Note
Access to this page requires authorization. You can try signing in or changing directories.
Access to this page requires authorization. You can try changing directories.
This page describes how Delta Lake column mapping enables metadata-only changes to mark columns as deleted or renamed without rewriting data files.
Azure Databricks supports column mapping for Delta Lake tables. Column mapping enables metadata-only changes to mark columns as deleted or renamed without rewriting data files. Column mapping also allows you to use characters not allowed by Parquet in column names, such as spaces. This lets you directly ingest CSV or JSON data into Delta without renaming columns.
Prerequisites and limitations
Before enabling column mapping, understand the following limitations:
- Tables with column mapping enabled can only be read in Databricks Runtime 10.4 LTS and above
- Enabling column mapping might break:
- Legacy workloads that rely on directory names for reading Delta tables. Partitioned tables with column mapping use random prefixes instead of column names for partition directories. See Do Delta Lake and Parquet share partitioning strategies?.
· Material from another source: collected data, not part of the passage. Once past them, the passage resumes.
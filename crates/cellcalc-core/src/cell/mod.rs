//! Cell-related types
//!
//! - [`CellValue`] - raw content stored in a cell
//! - [`CellError`] - Excel error kinds
//! - [`CellAddress`] / [`CellRange`] - A1-style locations

mod address;
mod value;

pub use address::{CellAddress, CellRange, CellRangeIterator};
pub use value::{CellError, CellValue, SharedString};
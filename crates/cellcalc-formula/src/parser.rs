//! Formula parser
//!
//! A recursive descent parser over the tokenizer's output, one function per
//! precedence level.

use crate::ast::{BinaryOperator, FormulaExpr, RangeReference, UnaryOperator};
use crate::error::{FormulaError, FormulaResult};
use crate::tokenizer::{tokenize, Token, TokenKind};
use crate::value::{FormulaValue, Grid};
use cellcalc_core::CellRange;

/// Parse a formula string into an AST
///
/// The leading `=` is optional.
///
/// # Example
/// ```rust
/// use cellcalc_formula::parse_formula;
///
/// let ast = parse_formula("=1+2").unwrap();
/// let ast = parse_formula("SUM(A1:A10)").unwrap();
/// let ast = parse_formula("=IF(A1>0,\"Yes\",\"No\")").unwrap();
/// ```
pub fn parse_formula(formula: &str) -> FormulaResult<FormulaExpr> {
    let trimmed = formula.trim_start();
    let (body, base) = match trimmed.strip_prefix('=') {
        Some(rest) => (rest, formula.len() - rest.len()),
        None => (trimmed, formula.len() - trimmed.len()),
    };

    let tokens = tokenize(body).map_err(|e| shift(e, base))?;
    let mut parser = FormulaParser {
        tokens,
        pos: 0,
        end: body.len(),
    };
    let expr = parser.parse_formula_body().map_err(|e| shift(e, base))?;
    Ok(expr)
}

/// Report offsets relative to the text the caller passed in
fn shift(err: FormulaError, base: usize) -> FormulaError {
    match err {
        FormulaError::Lex { offset, message } => FormulaError::Lex {
            offset: offset + base,
            message,
        },
        FormulaError::Parse { offset, expected } => FormulaError::Parse {
            offset: offset + base,
            expected,
        },
        FormulaError::MalformedGrid { offset } => FormulaError::MalformedGrid {
            offset: offset + base,
        },
    }
}

struct FormulaParser {
    tokens: Vec<Token>,
    pos: usize,
    /// Offset reported for errors at end of input
    end: usize,
}

impl FormulaParser {
    fn parse_formula_body(&mut self) -> FormulaResult<FormulaExpr> {
        if self.tokens.is_empty() {
            return Err(FormulaError::parse(self.end, "expression"));
        }
        let expr = self.parse_expression()?;
        if self.current().is_some() {
            return Err(self.unexpected("end of formula"));
        }
        Ok(expr)
    }

    // === Token helpers ===

    fn current(&self) -> Option<&TokenKind> {
        self.tokens.get(self.pos).map(|t| &t.kind)
    }

    fn offset(&self) -> usize {
        self.tokens.get(self.pos).map_or(self.end, |t| t.offset)
    }

    fn consume(&mut self) -> Option<Token> {
        let token = self.tokens.get(self.pos).cloned();
        if token.is_some() {
            self.pos += 1;
        }
        token
    }

    fn check(&self, kind: &TokenKind) -> bool {
        self.current() == Some(kind)
    }

    fn expect(&mut self, kind: TokenKind) -> FormulaResult<()> {
        if self.check(&kind) {
            self.pos += 1;
            Ok(())
        } else {
            Err(self.unexpected(kind.describe()))
        }
    }

    fn unexpected(&self, expected: &str) -> FormulaError {
        FormulaError::parse(self.offset(), expected)
    }

    fn binary(op: BinaryOperator, left: FormulaExpr, right: FormulaExpr) -> FormulaExpr {
        FormulaExpr::BinaryOp {
            op,
            left: Box::new(left),
            right: Box::new(right),
        }
    }

    // === Precedence levels, lowest first ===

    fn parse_expression(&mut self) -> FormulaResult<FormulaExpr> {
        self.parse_comparison()
    }

    fn parse_comparison(&mut self) -> FormulaResult<FormulaExpr> {
        let mut left = self.parse_concatenation()?;

        loop {
            let op = match self.current() {
                Some(TokenKind::Equal) => BinaryOperator::Equal,
                Some(TokenKind::NotEqual) => BinaryOperator::NotEqual,
                Some(TokenKind::LessThan) => BinaryOperator::LessThan,
                Some(TokenKind::LessEqual) => BinaryOperator::LessEqual,
                Some(TokenKind::GreaterThan) => BinaryOperator::GreaterThan,
                Some(TokenKind::GreaterEqual) => BinaryOperator::GreaterEqual,
                _ => break,
            };
            self.pos += 1;
            let right = self.parse_concatenation()?;
            left = Self::binary(op, left, right);
        }

        Ok(left)
    }

    fn parse_concatenation(&mut self) -> FormulaResult<FormulaExpr> {
        let mut left = self.parse_additive()?;

        while self.check(&TokenKind::Ampersand) {
            self.pos += 1;
            let right = self.parse_additive()?;
            left = Self::binary(BinaryOperator::Concat, left, right);
        }

        Ok(left)
    }

    fn parse_additive(&mut self) -> FormulaResult<FormulaExpr> {
        let mut left = self.parse_multiplicative()?;

        loop {
            let op = match self.current() {
                Some(TokenKind::Plus) => BinaryOperator::Add,
                Some(TokenKind::Minus) => BinaryOperator::Subtract,
                _ => break,
            };
            self.pos += 1;
            let right = self.parse_multiplicative()?;
            left = Self::binary(op, left, right);
        }

        Ok(left)
    }

    fn parse_multiplicative(&mut self) -> FormulaResult<FormulaExpr> {
        let mut left = self.parse_exponent()?;

        loop {
            let op = match self.current() {
                Some(TokenKind::Star) => BinaryOperator::Multiply,
                Some(TokenKind::Slash) => BinaryOperator::Divide,
                _ => break,
            };
            self.pos += 1;
            let right = self.parse_exponent()?;
            left = Self::binary(op, left, right);
        }

        Ok(left)
    }

    fn parse_exponent(&mut self) -> FormulaResult<FormulaExpr> {
        let left = self.parse_percent()?;

        if self.check(&TokenKind::Caret) {
            self.pos += 1;
            // Right associative
            let right = self.parse_exponent()?;
            return Ok(Self::binary(BinaryOperator::Power, left, right));
        }

        Ok(left)
    }

    fn parse_percent(&mut self) -> FormulaResult<FormulaExpr> {
        let mut expr = self.parse_unary()?;

        while self.check(&TokenKind::Percent) {
            self.pos += 1;
            expr = FormulaExpr::UnaryOp {
                op: UnaryOperator::Percent,
                operand: Box::new(expr),
            };
        }

        Ok(expr)
    }

    fn parse_unary(&mut self) -> FormulaResult<FormulaExpr> {
        let op = match self.current() {
            Some(TokenKind::Minus) => UnaryOperator::Negate,
            Some(TokenKind::Plus) => UnaryOperator::Plus,
            _ => return self.parse_range(),
        };
        self.pos += 1;
        let operand = self.parse_unary()?;

        // Fold signs into numeric literals so `-1` stays a constant
        match (op, operand) {
            (UnaryOperator::Negate, FormulaExpr::Number(n)) => Ok(FormulaExpr::Number(-n)),
            (UnaryOperator::Plus, FormulaExpr::Number(n)) => Ok(FormulaExpr::Number(n)),
            (op, operand) => Ok(FormulaExpr::UnaryOp {
                op,
                operand: Box::new(operand),
            }),
        }
    }

    /// `A1 : B2` written with spaces; the tokenizer already joins `A1:B2`
    fn parse_range(&mut self) -> FormulaResult<FormulaExpr> {
        let start_offset = self.offset();
        let left = self.parse_primary()?;

        if !self.check(&TokenKind::Colon) {
            return Ok(left);
        }
        self.pos += 1;
        let right_offset = self.offset();
        let right = self.parse_primary()?;

        match (left, right) {
            (FormulaExpr::CellRef(start), FormulaExpr::CellRef(end)) => {
                let sheet = match (start.sheet, end.sheet) {
                    (Some(a), Some(b)) if !a.eq_ignore_ascii_case(&b) => {
                        return Err(FormulaError::parse(
                            right_offset,
                            "a reference on the same sheet",
                        ))
                    }
                    (a, b) => a.or(b),
                };
                Ok(FormulaExpr::RangeRef(RangeReference {
                    sheet,
                    range: CellRange::new(start.address, end.address),
                }))
            }
            (FormulaExpr::CellRef(_), _) => {
                Err(FormulaError::parse(right_offset, "cell reference"))
            }
            _ => Err(FormulaError::parse(start_offset, "cell reference")),
        }
    }

    fn parse_primary(&mut self) -> FormulaResult<FormulaExpr> {
        let offset = self.offset();
        let token = match self.consume() {
            Some(token) => token,
            None => return Err(FormulaError::parse(offset, "operand")),
        };

        match token.kind {
            TokenKind::Number(n) => Ok(FormulaExpr::Number(n)),
            TokenKind::Text(s) => Ok(FormulaExpr::String(s)),
            TokenKind::Boolean(b) => Ok(FormulaExpr::Boolean(b)),
            TokenKind::Error(e) => Ok(FormulaExpr::Error(e)),
            TokenKind::CellRef(r) => Ok(FormulaExpr::CellRef(r)),
            TokenKind::RangeRef(r) => Ok(FormulaExpr::RangeRef(r)),
            TokenKind::Name(name) => Ok(FormulaExpr::NameRef(name)),
            TokenKind::Function(name) => self.parse_function_call(name),
            TokenKind::LeftParen => self.parse_group(),
            TokenKind::LeftBrace => self.parse_array(offset),
            _ => Err(FormulaError::parse(offset, "operand")),
        }
    }

    /// Parenthesized expression, or a union of references `(A1:A3,C1)`
    fn parse_group(&mut self) -> FormulaResult<FormulaExpr> {
        if self.check(&TokenKind::RightParen) {
            return Err(self.unexpected("expression"));
        }

        let first_offset = self.offset();
        let mut expr = self.parse_expression()?;

        if self.check(&TokenKind::Comma) {
            if !expr.is_reference() {
                return Err(FormulaError::parse(first_offset, "reference before ','"));
            }
            while self.check(&TokenKind::Comma) {
                self.pos += 1;
                let operand_offset = self.offset();
                let operand = self.parse_expression()?;
                if !operand.is_reference() {
                    return Err(FormulaError::parse(operand_offset, "reference"));
                }
                expr = Self::binary(BinaryOperator::Union, expr, operand);
            }
        }

        self.expect(TokenKind::RightParen)?;
        Ok(expr)
    }

    fn parse_function_call(&mut self, name: String) -> FormulaResult<FormulaExpr> {
        self.expect(TokenKind::LeftParen)?;

        let mut args = Vec::new();
        if self.check(&TokenKind::RightParen) {
            self.pos += 1;
            return Ok(FormulaExpr::Function { name, args });
        }

        loop {
            match self.current() {
                Some(TokenKind::Comma) | Some(TokenKind::RightParen) => {
                    args.push(FormulaExpr::Missing)
                }
                _ => args.push(self.parse_expression()?),
            }

            match self.current() {
                Some(TokenKind::Comma) => self.pos += 1,
                Some(TokenKind::RightParen) => {
                    self.pos += 1;
                    break;
                }
                _ => return Err(self.unexpected("',' or ')'")),
            }
        }

        Ok(FormulaExpr::Function { name, args })
    }

    /// Array constant `{1,2;3,4}`
    fn parse_array(&mut self, open_offset: usize) -> FormulaResult<FormulaExpr> {
        let mut rows: Vec<Vec<FormulaValue>> = vec![Vec::new()];

        loop {
            let value = self.parse_array_element()?;
            if let Some(row) = rows.last_mut() {
                row.push(value);
            }

            match self.current() {
                Some(TokenKind::Comma) => self.pos += 1,
                Some(TokenKind::Semicolon) => {
                    self.pos += 1;
                    rows.push(Vec::new());
                }
                Some(TokenKind::RightBrace) => {
                    self.pos += 1;
                    break;
                }
                _ => return Err(self.unexpected("',', ';' or '}'")),
            }
        }

        Grid::from_rows(rows)
            .map(FormulaExpr::Array)
            .ok_or(FormulaError::MalformedGrid {
                offset: open_offset,
            })
    }

    fn parse_array_element(&mut self) -> FormulaResult<FormulaValue> {
        let offset = self.offset();
        let sign = match self.current() {
            Some(TokenKind::Minus) => {
                self.pos += 1;
                Some(-1.0)
            }
            Some(TokenKind::Plus) => {
                self.pos += 1;
                Some(1.0)
            }
            _ => None,
        };

        let value = match (self.consume().map(|t| t.kind), sign) {
            (Some(TokenKind::Number(n)), sign) => FormulaValue::Number(n * sign.unwrap_or(1.0)),
            (Some(TokenKind::Text(s)), None) => FormulaValue::String(s),
            (Some(TokenKind::Boolean(b)), None) => FormulaValue::Boolean(b),
            (Some(TokenKind::Error(e)), None) => FormulaValue::Error(e),
            _ => return Err(FormulaError::parse(offset, "constant")),
        };
        Ok(value)
    }
}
- Downstream operations using Delta change data feed. See Change data feed limitations for tables with column mapping.
- Streaming reads from the Delta table, including in Lakeflow Spark Declarative Pipelines. See Column mapping and streaming.
Enable column mapping
Use the following command to enable column mapping:
ALTER TABLE <table-name> SET TBLPROPERTIES (
'delta.columnMapping.mode' = 'name'
)
Column mapping requires the following Delta protocols:
- Reader version 2 or above
- Writer version 5 or above
See Delta Lake feature compatibility and protocols.
Rename a column
Note
Available in Databricks Runtime 10.4 LTS and above.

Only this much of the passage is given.